Which of the lines below contain the string "created"? Pull each one out of the data.

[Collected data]
------------------------------

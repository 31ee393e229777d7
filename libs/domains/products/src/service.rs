//! Product Service - Business logic layer

use std::sync::Arc;
use tracing::instrument;
use uuid::Uuid;

use crate::error::{ProductError, ProductResult};
use crate::models::{Product, ProductOption};
use crate::repository::{ProductOptionRepository, ProductRepository};
use crate::validation::Validated;

/// Product catalog operations.
///
/// Write payloads are validated before the store is touched. Options are
/// addressed by their own id; the owning product only matters on create.
pub struct ProductService<P: ProductRepository, O: ProductOptionRepository> {
    products: Arc<P>,
    options: Arc<O>,
}

impl<P: ProductRepository, O: ProductOptionRepository> ProductService<P, O> {
    pub fn new(products: P, options: O) -> Self {
        Self {
            products: Arc::new(products),
            options: Arc::new(options),
        }
    }

    #[instrument(skip(self))]
    pub async fn get_all_products(&self) -> ProductResult<Vec<Product>> {
        self.products.get_all().await
    }

    /// Products whose name contains `name`, ignoring case
    #[instrument(skip(self))]
    pub async fn search_products(&self, name: &str) -> ProductResult<Vec<Product>> {
        self.products.get_by_name(name).await
    }

    #[instrument(skip(self))]
    pub async fn get_product(&self, id: Uuid) -> ProductResult<Product> {
        self.products
            .get_by_id(id)
            .await?
            .ok_or(ProductError::NotFound(id))
    }

    #[instrument(skip(self, product), fields(product_id = %product.id))]
    pub async fn create_product(&self, product: Product) -> ProductResult<Product> {
        check(&product)?;

        if self.products.get_by_id(product.id).await?.is_some() {
            return Err(ProductError::AlreadyExists(product.id));
        }

        self.products.insert(product).await
    }

    /// Replace the mutable fields of product `id` with those of `input`.
    #[instrument(skip(self, input))]
    pub async fn update_product(&self, id: Uuid, input: Product) -> ProductResult<Product> {
        check(&input)?;

        let mut stored = self.get_product(id).await?;
        stored.apply_update(input);

        if self.products.save(&stored).await? == 0 {
            return Err(ProductError::NotFound(id));
        }

        Ok(stored)
    }

    /// Remove a product. Its options are not touched.
    #[instrument(skip(self))]
    pub async fn delete_product(&self, id: Uuid) -> ProductResult<()> {
        if self.products.delete(id).await? {
            Ok(())
        } else {
            Err(ProductError::NotFound(id))
        }
    }

    #[instrument(skip(self))]
    pub async fn get_options(&self, product_id: Uuid) -> ProductResult<Vec<ProductOption>> {
        self.options.get_by_product_id(product_id).await
    }

    #[instrument(skip(self))]
    pub async fn get_option(&self, id: Uuid) -> ProductResult<ProductOption> {
        self.options
            .get_by_id(id)
            .await?
            .ok_or(ProductError::OptionNotFound(id))
    }

    /// Create an option owned by `product_id`, whatever the payload says.
    #[instrument(skip(self, option), fields(option_id = %option.id))]
    pub async fn create_option(
        &self,
        product_id: Uuid,
        mut option: ProductOption,
    ) -> ProductResult<ProductOption> {
        check(&option)?;
        option.product_id = product_id;

        if self.options.get_by_id(option.id).await?.is_some() {
            return Err(ProductError::OptionAlreadyExists(option.id));
        }

        self.options.insert(option).await
    }

    /// Replace name and description of option `id`. The owner is kept.
    #[instrument(skip(self, input))]
    pub async fn update_option(&self, id: Uuid, input: ProductOption) -> ProductResult<ProductOption> {
        check(&input)?;

        let mut stored = self.get_option(id).await?;
        stored.apply_update(input);

        if self.options.save(&stored).await? == 0 {
            return Err(ProductError::OptionNotFound(id));
        }

        Ok(stored)
    }

    #[instrument(skip(self))]
    pub async fn delete_option(&self, id: Uuid) -> ProductResult<()> {
        if self.options.delete(id).await? {
            Ok(())
        } else {
            Err(ProductError::OptionNotFound(id))
        }
    }
}

fn check<T: Validated>(payload: &T) -> ProductResult<()> {
    let failures = payload.validation_failures();
    if failures.is_empty() {
        Ok(())
    } else {
        Err(ProductError::Validation(failures))
    }
}

#[cfg(test)]
mod tests {
    use super::*;
    use crate::repository::{MockProductOptionRepository, MockProductRepository};
    use mockall::predicate::eq;

    fn product(name: &str) -> Product {
        Product {
            id: Uuid::new_v4(),
            name: Some(name.to_string()),
            description: Some("Newest mobile product from Samsung.".to_string()),
            price: 10.0,
            delivery_price: 1.5,
        }
    }

    fn option(product_id: Uuid, name: &str) -> ProductOption {
        ProductOption {
            id: Uuid::new_v4(),
            product_id,
            name: Some(name.to_string()),
            description: None,
        }
    }

    fn service(
        products: MockProductRepository,
        options: MockProductOptionRepository,
    ) -> ProductService<MockProductRepository, MockProductOptionRepository> {
        ProductService::new(products, options)
    }

    #[tokio::test]
    async fn test_get_product_not_found() {
        let mut products = MockProductRepository::new();
        let id = Uuid::new_v4();

        products
            .expect_get_by_id()
            .with(eq(id))
            .returning(|_| Ok(None));

        let service = service(products, MockProductOptionRepository::new());
        let err = service.get_product(id).await.unwrap_err();

        assert!(matches!(err, ProductError::NotFound(missing) if missing == id));
    }

    #[tokio::test]
    async fn test_search_delegates_to_name_lookup() {
        let mut products = MockProductRepository::new();

        products
            .expect_get_by_name()
            .withf(|name| name.to_string() == "duct1")
            .times(1)
            .returning(|_| Ok(vec![product("Product1")]));

        let service = service(products, MockProductOptionRepository::new());
        let found = service.search_products("duct1").await.unwrap();

        assert_eq!(found.len(), 1);
    }

    #[tokio::test]
    async fn test_create_product_invalid_never_touches_store() {
        let products = MockProductRepository::new();
        let service = service(products, MockProductOptionRepository::new());

        let mut input = product("Product1");
        input.name = None;
        input.price = -1.0;

        let err = service.create_product(input).await.unwrap_err();
        let ProductError::Validation(failures) = err else {
            panic!("expected validation error, got {err:?}");
        };
        let names: Vec<_> = failures.iter().map(|f| f.property_name.as_str()).collect();
        assert_eq!(names, ["Name", "Price"]);
    }

    #[tokio::test]
    async fn test_create_product_inserts_new_id() {
        let mut products = MockProductRepository::new();
        let input = product("Product1");
        let id = input.id;

        products
            .expect_get_by_id()
            .with(eq(id))
            .returning(|_| Ok(None));
        products.expect_insert().times(1).returning(Ok);

        let service = service(products, MockProductOptionRepository::new());
        let created = service.create_product(input.clone()).await.unwrap();

        assert_eq!(created, input);
    }

    #[tokio::test]
    async fn test_create_product_duplicate_id() {
        let mut products = MockProductRepository::new();
        let input = product("Product1");
        let existing = input.clone();

        products
            .expect_get_by_id()
            .returning(move |_| Ok(Some(existing.clone())));
        products.expect_insert().never();

        let service = service(products, MockProductOptionRepository::new());
        let err = service.create_product(input).await.unwrap_err();

        assert!(matches!(err, ProductError::AlreadyExists(_)));
    }

    #[tokio::test]
    async fn test_update_product_keeps_id() {
        let mut products = MockProductRepository::new();
        let stored = product("Product1");
        let id = stored.id;

        products
            .expect_get_by_id()
            .with(eq(id))
            .returning(move |_| Ok(Some(stored.clone())));
        products
            .expect_save()
            .withf(move |p| p.id == id && p.price == 20.0)
            .returning(|_| Ok(1));

        let service = service(products, MockProductOptionRepository::new());

        let mut input = product("Renamed");
        input.price = 20.0;
        let updated = service.update_product(id, input).await.unwrap();

        assert_eq!(updated.id, id);
        assert_eq!(updated.name.as_deref(), Some("Renamed"));
    }

    #[tokio::test]
    async fn test_update_product_validates_before_lookup() {
        let mut products = MockProductRepository::new();
        products.expect_get_by_id().never();

        let service = service(products, MockProductOptionRepository::new());

        let mut input = product("Product1");
        input.name = Some(String::new());
        let err = service.update_product(Uuid::new_v4(), input).await.unwrap_err();

        assert!(matches!(err, ProductError::Validation(_)));
    }

    #[tokio::test]
    async fn test_update_missing_product() {
        let mut products = MockProductRepository::new();
        products.expect_get_by_id().returning(|_| Ok(None));
        products.expect_save().never();

        let service = service(products, MockProductOptionRepository::new());
        let err = service
            .update_product(Uuid::new_v4(), product("Product1"))
            .await
            .unwrap_err();

        assert!(matches!(err, ProductError::NotFound(_)));
    }

    #[tokio::test]
    async fn test_delete_product_missing() {
        let mut products = MockProductRepository::new();
        products.expect_delete().returning(|_| Ok(false));

        let service = service(products, MockProductOptionRepository::new());
        let err = service.delete_product(Uuid::new_v4()).await.unwrap_err();

        assert!(matches!(err, ProductError::NotFound(_)));
    }

    #[tokio::test]
    async fn test_delete_product_leaves_options() {
        let mut products = MockProductRepository::new();
        let mut options = MockProductOptionRepository::new();

        products.expect_delete().times(1).returning(|_| Ok(true));
        options.expect_delete().never();

        let service = service(products, options);
        service.delete_product(Uuid::new_v4()).await.unwrap();
    }

    #[tokio::test]
    async fn test_get_option_by_id() {
        let mut options = MockProductOptionRepository::new();
        let owner = Uuid::new_v4();
        let stored = option(owner, "Red");
        let id = stored.id;
        let missing = Uuid::new_v4();

        options
            .expect_get_by_id()
            .with(eq(id))
            .returning(move |_| Ok(Some(stored.clone())));
        options
            .expect_get_by_id()
            .with(eq(missing))
            .returning(|_| Ok(None));

        let service = service(MockProductRepository::new(), options);

        let found = service.get_option(id).await.unwrap();
        assert_eq!(found.id, id);
        assert_eq!(found.product_id, owner);
        assert!(matches!(
            service.get_option(missing).await,
            Err(ProductError::OptionNotFound(m)) if m == missing
        ));
    }

    #[tokio::test]
    async fn test_create_option_takes_owner_from_route() {
        let mut options = MockProductOptionRepository::new();
        let route_owner = Uuid::new_v4();

        options.expect_get_by_id().returning(|_| Ok(None));
        options
            .expect_insert()
            .withf(move |o| o.product_id == route_owner)
            .returning(Ok);

        let service = service(MockProductRepository::new(), options);
        let created = service
            .create_option(route_owner, option(Uuid::new_v4(), "Red"))
            .await
            .unwrap();

        assert_eq!(created.product_id, route_owner);
    }

    #[tokio::test]
    async fn test_create_option_without_name() {
        let service = service(
            MockProductRepository::new(),
            MockProductOptionRepository::new(),
        );

        let mut input = option(Uuid::new_v4(), "Red");
        input.name = None;
        let err = service
            .create_option(Uuid::new_v4(), input)
            .await
            .unwrap_err();

        let ProductError::Validation(failures) = err else {
            panic!("expected validation error, got {err:?}");
        };
        assert_eq!(failures.len(), 1);
        assert_eq!(failures[0].property_name, "Name");
    }

    #[tokio::test]
    async fn test_update_option_keeps_owner() {
        let mut options = MockProductOptionRepository::new();
        let owner = Uuid::new_v4();
        let stored = option(owner, "Red");
        let id = stored.id;

        options
            .expect_get_by_id()
            .returning(move |_| Ok(Some(stored.clone())));
        options
            .expect_save()
            .withf(move |o| o.product_id == owner && o.id == id)
            .returning(|_| Ok(1));

        let service = service(MockProductRepository::new(), options);
        let updated = service
            .update_option(id, option(Uuid::new_v4(), "Blue"))
            .await
            .unwrap();

        assert_eq!(updated.id, id);
        assert_eq!(updated.product_id, owner);
        assert_eq!(updated.name.as_deref(), Some("Blue"));
    }

    #[tokio::test]
    async fn test_delete_option_by_id() {
        let mut options = MockProductOptionRepository::new();
        let id = Uuid::new_v4();

        options
            .expect_delete()
            .with(eq(id))
            .times(1)
            .returning(|_| Ok(true));

        let service = service(MockProductRepository::new(), options);
        service.delete_option(id).await.unwrap();
    }

    #[tokio::test]
    async fn test_delete_option_missing() {
        let mut options = MockProductOptionRepository::new();
        options.expect_delete().returning(|_| Ok(false));

        let service = service(MockProductRepository::new(), options);
        let err = service.delete_option(Uuid::new_v4()).await.unwrap_err();

        assert!(matches!(err, ProductError::OptionNotFound(_)));
    }
}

------------------------------

### Answer space
        let created = service.create_product(input.clone()).await.unwrap();
        assert_eq!(created, input);
        let created = service
        assert_eq!(created.product_id, route_owner);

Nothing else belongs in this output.